4. The data cleaning and alarm analysis method for a digital energy platform according to claim 1, characterized in that, Numerical value data alarm analysis generates alarm information and notifies the user based on the highest, lowest, and values exceeding the upper and lower limits of the data points containing the numerical values; specifically as follows: Using the previous numeric value as a standard, if the value of the next numeric value is not equal to the value of the previous numeric value, it is considered a shift. The value of the is_bad field of the numeric value is updated to true, the alarm information is inserted into the alarm table, and the alarm notification interface is called to send an alarm notification.
5. The data cleaning and alarm analysis method for a digital energy platform according to claim 1, characterized in that, Energy consumption data alarm analysis generates alarm information and notifies the user based on the highest, lowest, and energy consumption values exceeding the limits for the data points containing the energy consumption data; specifically as follows: When analyzing energy consumption data for the same data point, if the trend of energy consumption is flat or accumulating, and if data shows a value lower than the previous energy consumption value, an alarm message needs to be generated and the user notified. If the energy consumption value of an individual data point is higher than the energy consumption value of the surrounding data points, an alarm message should be generated and the user should be notified.
6. A data cleaning and alarm analysis system for a digital energy platform, characterized in that, This system is used to implement the data cleaning and alarm analysis method for the digital energy platform as described in any one of claims 1 to 5; the system includes, The cleaning module is used to clean and delete analog, digital, and energy consumption data that exceed the time limit.
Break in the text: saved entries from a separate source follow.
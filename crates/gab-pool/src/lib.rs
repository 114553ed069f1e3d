//! gab-pool: registries of cooperatively scheduled tasks.
//!
//! A pool owns task instances built from factories, remembers a description
//! and a priority for each, and keeps an ordered *active view* that drivers
//! walk once per tick. The view is recomputed by a [`SchedulePolicy`] every
//! time membership changes.
//!
//! Two id flavours exist: [`SequentialPool`] hands out increasing integers,
//! [`NamedPool`] keys tasks by a declared name (adding a name twice replaces
//! the earlier task in place).

pub mod policy;

use std::borrow::Borrow;
use std::collections::HashMap;
use std::hash::Hash;

use indexmap::IndexMap;
use tracing::debug;

pub use policy::{InsertionOrder, PriorityDuplicated, SchedulePolicy, SortedByPriority};

/// Identity of one task instance, stable for the task's lifetime and never
/// reused, even when a named entry is replaced.
#[derive(Debug, Clone, Copy, PartialEq, Eq, Hash, PartialOrd, Ord)]
pub struct TaskHandle(u64);

struct PoolEntry<T> {
    description: Option<String>,
    task: T,
    priority: i32,
    handle: TaskHandle,
}

/// Registry of resumable tasks keyed by `K`, ordered by policy `P`.
pub struct TaskPool<K, T, P = InsertionOrder> {
    entries: IndexMap<K, PoolEntry<T>>,
    handles: HashMap<TaskHandle, K>,
    active: Vec<K>,
    next_handle: u64,
    next_id: usize,
    policy: P,
}

/// Pool whose ids are sequential integers.
pub type SequentialPool<T, P = InsertionOrder> = TaskPool<usize, T, P>;

/// Pool whose ids are the tasks' declared names.
pub type NamedPool<T, P = InsertionOrder> = TaskPool<String, T, P>;

impl<K, T, P> TaskPool<K, T, P>
where
    K: Eq + Hash + Clone,
    P: SchedulePolicy,
{
    pub fn new() -> Self
    where
        P: Default,
    {
        Self::with_policy(P::default())
    }

    pub fn with_policy(policy: P) -> Self {
        Self {
            entries: IndexMap::new(),
            handles: HashMap::new(),
            active: Vec::new(),
            next_handle: 0,
            next_id: 0,
            policy,
        }
    }

    /// Build a task from `factory` and store it under an explicit `id`,
    /// replacing whatever was stored there. Returns the new instance's handle.
    pub fn insert<F>(
        &mut self,
        id: K,
        factory: F,
        description: Option<&str>,
        priority: i32,
    ) -> TaskHandle
    where
        F: FnOnce() -> T,
    {
        self.insert_entry(id, factory(), description.map(str::to_string), priority)
    }

    fn insert_entry(
        &mut self,
        id: K,
        task: T,
        description: Option<String>,
        priority: i32,
    ) -> TaskHandle {
        let handle = TaskHandle(self.next_handle);
        self.next_handle += 1;
        let entry = PoolEntry {
            description,
            task,
            priority,
            handle,
        };
        // IndexMap::insert keeps the original slot for an existing key.
        if let Some(previous) = self.entries.insert(id.clone(), entry) {
            self.handles.remove(&previous.handle);
        }
        self.handles.insert(handle, id);
        self.rearrange();
        handle
    }

    fn rearrange(&mut self) {
        let entries = self
            .entries
            .iter()
            .map(|(id, entry)| (id.clone(), entry.priority))
            .collect();
        self.active = self.policy.arrange(entries);
    }

    /// Delete the task stored under `id`. Absent ids are ignored.
    pub fn remove<Q>(&mut self, id: &Q) -> Option<T>
    where
        K: Borrow<Q>,
        Q: Hash + Eq + ?Sized,
    {
        let (key, entry) = self.entries.shift_remove_entry(id)?;
        self.handles.remove(&entry.handle);
        self.active.retain(|active| *active != key);
        Some(entry.task)
    }

    /// Delete a task by instance identity rather than by id.
    pub fn remove_by_handle(&mut self, handle: TaskHandle) -> Option<T> {
        let id = self.handles.get(&handle)?.clone();
        self.remove(&id)
    }

    /// Description of the task stored under `id`.
    pub fn query<Q>(&self, id: &Q) -> Option<&str>
    where
        K: Borrow<Q>,
        Q: Hash + Eq + ?Sized,
    {
        self.entries.get(id)?.description.as_deref()
    }

    pub fn get<Q>(&self, id: &Q) -> Option<&T>
    where
        K: Borrow<Q>,
        Q: Hash + Eq + ?Sized,
    {
        self.entries.get(id).map(|entry| &entry.task)
    }

    pub fn get_mut<Q>(&mut self, id: &Q) -> Option<&mut T>
    where
        K: Borrow<Q>,
        Q: Hash + Eq + ?Sized,
    {
        self.entries.get_mut(id).map(|entry| &mut entry.task)
    }

    pub fn priority<Q>(&self, id: &Q) -> Option<i32>
    where
        K: Borrow<Q>,
        Q: Hash + Eq + ?Sized,
    {
        self.entries.get(id).map(|entry| entry.priority)
    }

    pub fn handle_of<Q>(&self, id: &Q) -> Option<TaskHandle>
    where
        K: Borrow<Q>,
        Q: Hash + Eq + ?Sized,
    {
        self.entries.get(id).map(|entry| entry.handle)
    }

    pub fn id_of(&self, handle: TaskHandle) -> Option<&K> {
        self.handles.get(&handle)
    }

    pub fn contains<Q>(&self, id: &Q) -> bool
    where
        K: Borrow<Q>,
        Q: Hash + Eq + ?Sized,
    {
        self.entries.contains_key(id)
    }

    pub fn len(&self) -> usize {
        self.entries.len()
    }

    pub fn is_empty(&self) -> bool {
        self.entries.is_empty()
    }

    /// Ids in insertion order, each once.
    pub fn ids(&self) -> impl Iterator<Item = &K> {
        self.entries.keys()
    }

    /// The active view: ids in scheduling order, duplicates included.
    ///
    /// Drivers that mutate the pool while walking it should iterate over a
    /// copy (`active_ids().to_vec()`).
    pub fn active_ids(&self) -> &[K] {
        &self.active
    }

    /// Tasks in active-view order. Each call starts a fresh pass over the
    /// current membership.
    pub fn iter(&self) -> impl Iterator<Item = &T> {
        self.active
            .iter()
            .filter_map(|id| self.entries.get(id).map(|entry| &entry.task))
    }
}

impl<K, T, P> Default for TaskPool<K, T, P>
where
    K: Eq + Hash + Clone,
    P: SchedulePolicy + Default,
{
    fn default() -> Self {
        Self::new()
    }
}

impl<T, P: SchedulePolicy> TaskPool<usize, T, P> {
    /// Build a task from `factory` and store it under the next free id.
    pub fn append<F>(&mut self, factory: F, description: Option<&str>, priority: i32) -> usize
    where
        F: FnOnce() -> T,
    {
        let id = self.next_id;
        self.next_id += 1;
        self.insert(id, factory, description, priority);
        debug!(task_id = id, priority, "Task appended");
        id
    }
}

impl<T, P: SchedulePolicy> TaskPool<String, T, P> {
    /// Build a task from `factory` and store it under `name`, replacing any
    /// task already registered with that name.
    pub fn append<F>(
        &mut self,
        name: impl Into<String>,
        factory: F,
        description: Option<&str>,
        priority: i32,
    ) -> String
    where
        F: FnOnce() -> T,
    {
        let name = name.into();
        if self.contains(name.as_str()) {
            debug!(task = %name, "Replacing named task");
        }
        self.insert(name.clone(), factory, description, priority);
        name
    }
}

#[cfg(test)]
mod tests {
    use super::*;

    #[test]
    fn test_sequential_ids() {
        let mut pool: SequentialPool<&str> = SequentialPool::new();
        assert_eq!(pool.append(|| "a", Some("first"), 1), 0);
        assert_eq!(pool.append(|| "b", None, 1), 1);
        assert_eq!(pool.query(&0), Some("first"));
        assert_eq!(pool.query(&1), None);
        assert_eq!(pool.query(&7), None);
        assert_eq!(pool.iter().copied().collect::<Vec<_>>(), vec!["a", "b"]);
    }

    #[test]
    fn test_ids_not_reused_after_remove() {
        let mut pool: SequentialPool<u8> = SequentialPool::new();
        let a = pool.append(|| 1, None, 1);
        assert_eq!(pool.remove(&a), Some(1));
        let b = pool.append(|| 2, None, 1);
        assert_ne!(a, b);
    }

    #[test]
    fn test_remove_absent_is_noop() {
        let mut pool: SequentialPool<u8> = SequentialPool::new();
        pool.append(|| 1, None, 1);
        assert_eq!(pool.remove(&42), None);
        assert_eq!(pool.len(), 1);
    }

    #[test]
    fn test_remove_by_handle() {
        let mut pool: SequentialPool<&str> = SequentialPool::new();
        let a = pool.append(|| "a", None, 1);
        pool.append(|| "b", None, 1);
        let handle = pool.handle_of(&a).unwrap();
        assert_eq!(pool.remove_by_handle(handle), Some("a"));
        assert_eq!(pool.remove_by_handle(handle), None);
        assert_eq!(pool.iter().copied().collect::<Vec<_>>(), vec!["b"]);
    }

    #[test]
    fn test_iteration_reflects_membership() {
        let mut pool: SequentialPool<u8> = SequentialPool::new();
        pool.append(|| 1, None, 1);
        assert_eq!(pool.iter().count(), 1);
        pool.append(|| 2, None, 1);
        assert_eq!(pool.iter().count(), 2);
        // Restartable: a second pass sees the same tasks.
        assert_eq!(pool.iter().count(), 2);
    }

    #[test]
    fn test_priority_duplicated_view() {
        let mut pool: SequentialPool<&str, PriorityDuplicated> = SequentialPool::new();
        let heavy = pool.append(|| "heavy", None, 3);
        pool.append(|| "zero", None, 0);
        pool.append(|| "negative", None, -1);
        let view: Vec<_> = pool.iter().copied().collect();
        assert_eq!(view.iter().filter(|t| **t == "heavy").count(), 3);
        assert_eq!(view.iter().filter(|t| **t == "zero").count(), 1);
        assert_eq!(view.iter().filter(|t| **t == "negative").count(), 1);

        pool.remove(&heavy);
        assert!(!pool.active_ids().contains(&heavy));
    }

    #[test]
    fn test_sorted_by_priority_view() {
        let mut pool: SequentialPool<&str, SortedByPriority> = SequentialPool::new();
        pool.append(|| "late", None, 5);
        pool.append(|| "early", None, 1);
        assert_eq!(pool.iter().copied().collect::<Vec<_>>(), vec!["early", "late"]);
    }

    #[test]
    fn test_named_append_replaces_in_place() {
        let mut pool: NamedPool<u8> = NamedPool::new();
        assert_eq!(pool.append("tick", || 1, None, 1), "tick");
        pool.append("tock", || 2, None, 1);
        let old = pool.handle_of("tick").unwrap();
        pool.append("tick", || 3, Some("again"), 1);

        assert_eq!(pool.len(), 2);
        assert_eq!(pool.iter().copied().collect::<Vec<_>>(), vec![3, 2]);
        assert_eq!(pool.query("tick"), Some("again"));
        assert_eq!(pool.id_of(old), None);
        assert_eq!(pool.remove_by_handle(old), None);
    }
}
The marking module is used to mark data that exceeds the data point limit, conforms to the convex model, or conforms to the concave model; The alarm analysis module is used to perform alarm analysis on analog, digital and energy consumption data. If data exceeds the upper or lower limits of the data point, or conforms to the convex model or the concave model, an alarm message will be generated.
7. An electronic device, characterized in that, include: Memory and at least one processor; The memory contains computer programs; The at least one processor executes the computer program stored in the memory, causing the at least one processor to perform the data cleaning and alarm analysis method of the digital energy platform as described in any one of claims 1 to 5.
8. A computer-readable storage medium, characterized in that, The computer-readable storage medium stores a computer program that can be executed by a processor to implement the data cleaning and alarm analysis method for the digital energy platform as described in any one of claims 1 to 5.